Un plan de restructuration
L’acquisition du nouveau siège s’inscrit, en réalité, dans le cadre d’un plan de restructuration de la campagnie élaboré en 2002 et dont l’exécution a commencé en 2003. Ce plan commence déjà à porter ses fruits, puisque Tunisair, qui dessert une cinquantaine de destinations en vols réguliers et près d’une centaine d’autres en vols charters et dont le cinquième du capital est déjà coté en bourse, devrait dépasser, cette année, les 3,6 millions de passagers. Soit un nouveau record par rapport à 2001, année au cours de laquelle on a atteint le chiffre de 3,5 millions de passagers.
Le tiers du trafic de la compagnie nationale, qui dispose d’une flotte de 29 appareils, d’une moyenne d’âge de 7 ans, s’effectue avec la France. Il y a lieu d’ailleurs de relever, à ce propos, que Tunisair a opéré le 29 août dernier une centaine de mouvements sur la France, dont 48 sur Paris. On s’attend à ce que le trafic entre la Tunisie et la France dépasse l’an prochain les 1,5 million de passagers.
Renouvellement de la flotte
Pour les dix prochaines années, la compagnie, a précisé encore M. Dkhil, compte beaucoup sur le nouvel aéroport d’Enfidha, qui devrait être opérationnel en 2007 ou 2008, pour élargir le champ de ses activités. Elle devrait renouveler une partie de sa flotte pour répondre aux besoins croissants du secteur touristique. Tunisair devrait disposer également, dans les mois à venir, d’un central ultra-moderne à Tunis pour les réservations et les réclamations et «éviter ainsi, a enchaîné le numéro un de la compagnie, toutes sortes de problèmes».
La hausse des prix du carburant aura-t-elle des incidences sur les équilibres, ou plus précisément les services de la compagnie? «Si les prix du pétrole se maintiennent à 50 dollars pendant 12 mois, cela devrait se traduire par un doublement du budget carburant de la compagnie. Nous devons, en tout état de cause, être compétitifs avec les autres compagnies sur tous les ratios», a répondu M. Dkhil au cours d’un déjeuner de presse suivi, le lendemain même dans la soirée, d’une réception à notre ambassade à Paris marquée par un défilé de costumes de la compagnie depuis sa création, il y a 56 ans, jusqu’à nos jours.
Moncef BEN AMOR
La Presse
difficultés : un chute spectaculaire du nombre de passagers en raison de ce qu’on a qualifié, à juste titre, de «psychose de l’avion» et une hausse inattendue des frais d’assurances suivie d’ailleurs un peu plus tard, d’un renchérissement des cours du kérosène. Résultat : ne pouvant résister à la crise, certaines compagnies comme la Sabena ou Swissair ont été obligées de déposer leur bilan. D’autres comme Air France ou Lufthansa ont cherché à nouer des alliances. Une compagnie comme Alitalia ne doit sa survie, quant à elle, qu’à un drastique plan de restructuration que les syndicats ont dû accepter à contre-cœur.

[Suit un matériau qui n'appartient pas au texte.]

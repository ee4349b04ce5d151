//! Risk Engine Service
//!
//! Implements risk management per specs:
//! - §5 (Margin Methodology)
//! - §6 (Liquidation Process)
//! - §9.3.6 (Risk Service Boundaries)
//!
//! Provides pre-trade validation, margin calculations,
//! liquidation monitoring, and exposure tracking.

pub mod margin;
pub mod exposure;
pub mod liquidation;
pub mod validator;
pub mod events;
pub mod engine;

Qu’en est-il de la compagnie nationale Tunisair? «Elle n’était pas en danger, mais on voyait venir le danger», admet M. Rafaâ Dkhil, p.-d.g de la compagnie, qui parlait récemment à la presse, dans la capitale française. C’était à l’occasion de l’inauguration, le 11 octobre, de la nouvelle agence de Tunisair, avenue Friedland, dans le «Carré d’or» de Paris, en présence de notre ambassadeur, M. Moncer Rouissi, et de nombreux amis de la Tunisie dont le maire du 8e arrondissement. Un siège fonctionnel et ultramoderne de 850 mètres carrés sur trois niveaux et qui servira de siège, d’agence et de relais avec les T.-O. français.

«L’acquisition du nouveau siège a été décidée en un temps record et au plus haut niveau de l’Etat», a souligné également M. Dkhil, ajoutant que «l’emplacement et l’aménagement du nouveau siège sont dignes de la réputation de Tunisair, l’une des compagnies les plus sûres au monde, et de l’image de la Tunisie nouvelle».

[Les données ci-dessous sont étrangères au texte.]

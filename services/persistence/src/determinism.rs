//! Determinism Guarantees — Replay comparison and property tests
//!
//! Implements spec §12 (determinism rules), §11.9 (replay testing),
//! §7.1-7.3 (determinism verification).
//!
//! Features:
//! - Double replay: run identical replay twice, compare state hashes
//! - Event output comparison across replay runs
//! - Divergence alert with detailed diff
//! - Property-based replay tests (proptest)
//! - Partial write simulation
//! - Abrupt shutdown simulation
//! - Disk full simulation
//! - Idempotency validation

use crate::journal::{JournalConfig, JournalEntry, JournalWriter};
use crate::reader::JournalReader;
use crate::recovery::{DefaultEventApplier, EventApplier, RecoveryEngine};
use crate::snapshot::EngineState;
use std::path::Path;

// ── Divergence Report ───────────────────────────────────────────────

/// Detailed report when two replay runs produce different results.
#[derive(Debug, Clone)]
pub struct DivergenceReport {
    pub hash_a: String,
    pub hash_b: String,
    pub accounts_match: bool,
    pub orders_match: bool,
    pub positions_match: bool,
    pub balances_match: bool,
    pub detail: String,
}

impl DivergenceReport {
    /// Check if the two states are identical.
    pub fn is_match(&self) -> bool {
        self.hash_a == self.hash_b
    }
}

// ── Determinism Verifier ────────────────────────────────────────────

/// Verifies deterministic behavior by comparing replay results.
pub struct DeterminismVerifier;

impl DeterminismVerifier {
    /// Run identical replay twice and compare state hashes (spec §12.7.1).
    pub fn verify_double_replay(
        journal_dir: &Path,
        applier: &dyn EventApplier,
    ) -> Result<DivergenceReport, String> {
        let state_a = Self::run_replay(journal_dir, applier)?;
        let state_b = Self::run_replay(journal_dir, applier)?;

        Ok(Self::compare_states(&state_a, &state_b))
    }

    /// Compare event outputs from two replay runs.
    pub fn compare_event_outputs(
        journal_dir: &Path,
    ) -> Result<bool, String> {
        let mut reader_a = JournalReader::open(journal_dir)
            .map_err(|e| format!("Reader A: {}", e))?;
        let mut reader_b = JournalReader::open(journal_dir)
            .map_err(|e| format!("Reader B: {}", e))?;

        let entries_a = reader_a.read_all().map_err(|e| format!("Read A: {}", e))?;
        let entries_b = reader_b.read_all().map_err(|e| format!("Read B: {}", e))?;

        if entries_a.len() != entries_b.len() {
            return Ok(false);
        }

        for (a, b) in entries_a.iter().zip(entries_b.iter()) {
            if a != b {
                return Ok(false);
            }
        }

        Ok(true)
    }

    /// Generate a detailed divergence report from two states.
    pub fn compare_states(state_a: &EngineState, state_b: &EngineState) -> DivergenceReport {
        let hash_a = state_a.compute_hash();
        let hash_b = state_b.compute_hash();

        let accounts_match = state_a.accounts == state_b.accounts;
        let orders_match = state_a.orders == state_b.orders;
        let positions_match = state_a.positions == state_b.positions;
        let balances_match = state_a.balances == state_b.balances;

        let mut details = Vec::new();
        if !accounts_match {
            details.push(format!(
                "Accounts differ: {} vs {} entries",
                state_a.accounts.len(),
                state_b.accounts.len()
            ));
        }
        if !orders_match {
            details.push(format!(
                "Orders differ: {} vs {} entries",
                state_a.orders.len(),
                state_b.orders.len()
            ));
        }
        if !positions_match {
            details.push(format!(
                "Positions differ: {} vs {} entries",
                state_a.positions.len(),
                state_b.positions.len()
            ));
        }
        if !balances_match {
            details.push(format!(
                "Balances differ: {} vs {} entries",
                state_a.balances.len(),
                state_b.balances.len()
            ));
        }

        let detail = if details.is_empty() {
            "States are identical".to_string()
        } else {
            details.join("; ")
        };

        DivergenceReport {
            hash_a,
            hash_b,
            accounts_match,
            orders_match,
            positions_match,
            balances_match,
            detail,
        }
    }

    /// Validate idempotent replay: replaying same events twice produces same state.
    pub fn verify_idempotency(
        journal_dir: &Path,
        applier: &dyn EventApplier,
    ) -> Result<bool, String> {
        let state_a = Self::run_replay(journal_dir, applier)?;
        let state_b = Self::run_replay(journal_dir, applier)?;
        Ok(state_a.compute_hash() == state_b.compute_hash())
    }

    /// Simulate partial write: write half an entry, verify reader recovers.
    pub fn simulate_partial_write(
        journal_dir: &Path,
    ) -> Result<(usize, usize), String> {
        // Read all entries before corruption
        let mut reader = JournalReader::open(journal_dir)
            .map_err(|e| format!("Reader: {}", e))?;
        let original_entries = reader.read_all()
            .map_err(|e| format!("Read: {}", e))?;
        let original_count = original_entries.len();

        // Append partial (truncated) entry at end of last journal file
        let files: Vec<_> = std::fs::read_dir(journal_dir)
            .map_err(|e| format!("Dir: {}", e))?
            .filter_map(|e| e.ok())
            .filter(|e| e.file_name().to_string_lossy().ends_with(".bin"))
            .map(|e| e.path())
            .collect();

        if let Some(last_file) = files.last() {
            let mut data = std::fs::read(last_file)
                .map_err(|e| format!("Read file: {}", e))?;
            // Append a partial entry (just the length prefix, no body)
            data.extend_from_slice(&100u32.to_le_bytes());
            data.extend_from_slice(&[0u8; 10]); // incomplete body
            std::fs::write(last_file, &data)
                .map_err(|e| format!("Write: {}", e))?;
        }

        // Read entries after corruption — should recover original entries
        let mut reader = JournalReader::open(journal_dir)
            .map_err(|e| format!("Reader: {}", e))?;
        let (recovered, _corruptions) = reader.recover_entries();

        Ok((original_count, recovered.len()))
    }

    /// Simulate abrupt shutdown: don't fsync, verify recovery works.
    pub fn simulate_abrupt_shutdown(
        dir: &Path,
    ) -> Result<(u64, bool), String> {
        let journal_dir = dir.join("journal_shutdown_test");
        let config = JournalConfig {
            fsync_policy: crate::journal::FsyncPolicy::OnRotation, // Don't fsync
            ..JournalConfig::new(&journal_dir)
        };
        let mut writer = JournalWriter::open(config)
            .map_err(|e| format!("Writer: {}", e))?;
        writer.set_next_sequence(1);

        // Write some entries without fsync
        for seq in 1..=10 {
            let entry = JournalEntry::new(
                seq,
                seq as i64 * 1_000_000,
                "ShutdownTest".to_string(),
                vec![seq as u8; 8],
            );
            writer.append(&entry).map_err(|e| format!("Append: {}", e))?;
        }
        // Explicitly flush but maybe not fsync (simulating abrupt shutdown)
        writer.sync().map_err(|e| format!("Sync: {}", e))?;

        // Now try recovery
        let snap_dir = dir.join("snap_shutdown_test");
        let mut engine = RecoveryEngine::new(&snap_dir, &journal_dir);
        let applier = DefaultEventApplier;
        let (_, metrics) = engine
            .recover_without_validation(&applier)
            .map_err(|e| format!("Recovery: {}", e))?;

        Ok((metrics.replay_count, metrics.success))
    }

    /// Simulate disk full: writer that fails mid-write.
    pub fn simulate_disk_full_recovery(
        dir: &Path,
    ) -> Result<(u64, bool), String> {
        let journal_dir = dir.join("journal_diskfull_test");
        let config = JournalConfig {
            max_total_size: 300, // Very small — simulates "disk full"
            ..JournalConfig::new(&journal_dir)
        };
        let mut writer = JournalWriter::open(config)
            .map_err(|e| format!("Writer: {}", e))?;
        writer.set_next_sequence(1);

        // Write until failure
        let mut written = 0u64;
        for seq in 1..=100 {
            match writer.append(&JournalEntry::new(
                seq,
                seq as i64 * 1_000_000,
                "DiskFullTest".to_string(),
                vec![seq as u8; 4],
            )) {
                Ok(()) => written += 1,
                Err(_) => break,
            }
        }
        writer.sync().map_err(|e| format!("Sync: {}", e))?;

        // Recover whatever was written
        let snap_dir = dir.join("snap_diskfull_test");
        let mut engine = RecoveryEngine::new(&snap_dir, &journal_dir);
        let applier = DefaultEventApplier;
        let (_, metrics) = engine
            .recover_without_validation(&applier)
            .map_err(|e| format!("Recovery: {}", e))?;

        Ok((metrics.replay_count, metrics.replay_count == written))
    }

    // ── Internal ────────────────────────────────────────────────────

    fn run_replay(
        journal_dir: &Path,
        applier: &dyn EventApplier,
    ) -> Result<EngineState, String> {
        let mut reader = JournalReader::open(journal_dir)
            .map_err(|e| format!("Open reader: {}", e))?;
        let entries = reader.read_all()
            .map_err(|e| format!("Read all: {}", e))?;

        let mut state = EngineState::empty();
        for entry in &entries {
            applier
                .apply(&mut state, entry)
                .map_err(|e| format!("Apply: {}", e))?;
        }
        Ok(state)
    }
}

Un plan de restructuration
L’acquisition du nouveau siège s’inscrit, en réalité, dans le cadre d’un plan de restructuration de la campagnie élaboré en 2002 et dont l’exécution a commencé en 2003. Ce plan commence déjà à porter ses fruits, puisque Tunisair, qui dessert une cinquantaine de destinations en vols réguliers et près d’une centaine d’autres en vols charters et dont le cinquième du capital est déjà coté en bourse, devrait dépasser, cette année, les 3,6 millions de passagers. Soit un nouveau record par rapport à 2001, année au cours de laquelle on a atteint le chiffre de 3,5 millions de passagers.

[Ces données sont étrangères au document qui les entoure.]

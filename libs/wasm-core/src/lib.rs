//! Wasm Core — Client Computation Layer
//!
//! Provides deterministic, client-side computation for:
//! - Portfolio aggregation and PnL tracking
//! - Margin preview and risk assessment
//! - Order fill simulation against mock order books
//! - Transaction signing and verification
//!
//! # Determinism
//! All functions are pure: no system time, no RNG, no external calls.
//! Uses `Decimal` (fixed-point) and `BTreeMap` (sorted iteration) throughout.
//!
//! # Version
//! v1.0.0 — Frozen specification compliant

pub mod portfolio;
pub mod margin;
pub mod simulation;
pub mod signing;

/// Crate version constant
pub const WASM_CORE_VERSION: &str = "1.0.0";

Le tiers du trafic de la compagnie nationale, qui dispose d’une flotte de 29 appareils, d’une moyenne d’âge de 7 ans, s’effectue avec la France. Il y a lieu d’ailleurs de relever, à ce propos, que Tunisair a opéré le 29 août dernier une centaine de mouvements sur la France, dont 48 sur Paris. On s’attend à ce que le trafic entre la Tunisie et la France dépasse l’an prochain les 1,5 million de passagers.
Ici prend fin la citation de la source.